(Stored items)
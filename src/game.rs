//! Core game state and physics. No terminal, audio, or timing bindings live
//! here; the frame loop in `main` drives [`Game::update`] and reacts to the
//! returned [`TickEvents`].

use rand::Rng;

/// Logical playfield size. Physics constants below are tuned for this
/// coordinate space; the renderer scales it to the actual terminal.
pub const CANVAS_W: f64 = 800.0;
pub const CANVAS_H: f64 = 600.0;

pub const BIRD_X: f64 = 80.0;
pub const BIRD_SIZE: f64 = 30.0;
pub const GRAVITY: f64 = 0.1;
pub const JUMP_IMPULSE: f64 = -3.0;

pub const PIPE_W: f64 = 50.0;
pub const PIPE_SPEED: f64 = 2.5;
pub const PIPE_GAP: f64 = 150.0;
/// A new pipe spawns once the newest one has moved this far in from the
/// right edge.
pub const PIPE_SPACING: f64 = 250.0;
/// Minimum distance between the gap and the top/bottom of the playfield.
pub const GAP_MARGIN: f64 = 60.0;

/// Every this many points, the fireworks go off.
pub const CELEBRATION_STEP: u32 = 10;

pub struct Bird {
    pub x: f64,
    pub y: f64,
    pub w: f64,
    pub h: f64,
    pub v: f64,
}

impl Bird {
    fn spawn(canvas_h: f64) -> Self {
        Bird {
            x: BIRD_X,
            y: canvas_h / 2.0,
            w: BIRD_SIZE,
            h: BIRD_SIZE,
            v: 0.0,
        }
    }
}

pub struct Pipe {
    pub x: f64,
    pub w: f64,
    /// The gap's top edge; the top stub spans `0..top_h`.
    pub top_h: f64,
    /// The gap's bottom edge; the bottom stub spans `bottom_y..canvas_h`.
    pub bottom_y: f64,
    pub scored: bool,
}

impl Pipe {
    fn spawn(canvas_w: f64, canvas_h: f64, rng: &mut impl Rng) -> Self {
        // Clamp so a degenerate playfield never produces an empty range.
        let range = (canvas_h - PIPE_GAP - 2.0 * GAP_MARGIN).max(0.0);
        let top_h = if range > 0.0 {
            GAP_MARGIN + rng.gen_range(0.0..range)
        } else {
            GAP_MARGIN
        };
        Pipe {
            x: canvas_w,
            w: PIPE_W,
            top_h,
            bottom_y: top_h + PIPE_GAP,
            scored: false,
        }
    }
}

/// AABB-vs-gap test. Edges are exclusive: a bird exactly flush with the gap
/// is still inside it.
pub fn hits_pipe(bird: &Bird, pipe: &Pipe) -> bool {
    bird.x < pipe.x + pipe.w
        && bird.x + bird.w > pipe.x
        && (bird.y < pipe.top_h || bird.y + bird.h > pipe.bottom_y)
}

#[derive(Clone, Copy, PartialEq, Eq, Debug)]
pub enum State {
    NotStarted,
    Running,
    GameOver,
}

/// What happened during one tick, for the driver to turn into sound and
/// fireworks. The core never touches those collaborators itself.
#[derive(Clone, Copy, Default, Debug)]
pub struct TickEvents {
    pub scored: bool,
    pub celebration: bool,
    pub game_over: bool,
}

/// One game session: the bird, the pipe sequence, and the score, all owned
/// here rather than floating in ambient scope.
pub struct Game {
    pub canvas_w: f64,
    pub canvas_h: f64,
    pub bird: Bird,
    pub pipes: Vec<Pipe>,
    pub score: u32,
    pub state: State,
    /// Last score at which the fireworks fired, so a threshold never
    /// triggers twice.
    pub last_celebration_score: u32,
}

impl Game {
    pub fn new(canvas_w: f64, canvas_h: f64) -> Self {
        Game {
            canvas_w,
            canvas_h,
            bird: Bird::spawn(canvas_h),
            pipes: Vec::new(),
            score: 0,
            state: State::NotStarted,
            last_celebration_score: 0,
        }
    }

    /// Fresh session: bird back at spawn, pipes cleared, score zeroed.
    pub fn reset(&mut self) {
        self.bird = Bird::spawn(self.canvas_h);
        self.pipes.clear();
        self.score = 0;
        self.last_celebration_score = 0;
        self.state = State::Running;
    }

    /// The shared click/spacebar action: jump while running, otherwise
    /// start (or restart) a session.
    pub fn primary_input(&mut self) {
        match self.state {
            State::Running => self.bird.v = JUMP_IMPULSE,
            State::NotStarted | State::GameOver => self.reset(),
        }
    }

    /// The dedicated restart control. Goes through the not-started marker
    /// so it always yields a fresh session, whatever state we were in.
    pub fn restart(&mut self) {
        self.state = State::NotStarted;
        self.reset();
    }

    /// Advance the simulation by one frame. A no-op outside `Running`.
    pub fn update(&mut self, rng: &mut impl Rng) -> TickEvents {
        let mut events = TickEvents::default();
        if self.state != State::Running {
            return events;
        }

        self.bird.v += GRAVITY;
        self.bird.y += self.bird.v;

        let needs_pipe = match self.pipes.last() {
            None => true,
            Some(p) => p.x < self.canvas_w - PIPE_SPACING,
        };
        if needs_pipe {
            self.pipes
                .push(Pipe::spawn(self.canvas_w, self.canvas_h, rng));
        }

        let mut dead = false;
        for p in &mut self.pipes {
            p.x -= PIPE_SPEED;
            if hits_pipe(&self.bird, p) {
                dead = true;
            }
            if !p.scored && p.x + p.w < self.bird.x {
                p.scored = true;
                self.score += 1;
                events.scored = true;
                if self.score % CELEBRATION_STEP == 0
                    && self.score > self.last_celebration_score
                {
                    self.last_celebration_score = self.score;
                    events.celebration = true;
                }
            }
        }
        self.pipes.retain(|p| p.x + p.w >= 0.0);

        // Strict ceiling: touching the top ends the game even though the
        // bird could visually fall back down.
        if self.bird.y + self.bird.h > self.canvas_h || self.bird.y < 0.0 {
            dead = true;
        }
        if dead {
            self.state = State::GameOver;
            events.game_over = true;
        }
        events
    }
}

**Description of the task:**
Filter the entries above and copy only the lines that hold "dead".

**Response to the exercise:**
        let mut dead = false;
                dead = true;
            dead = true;
        if dead {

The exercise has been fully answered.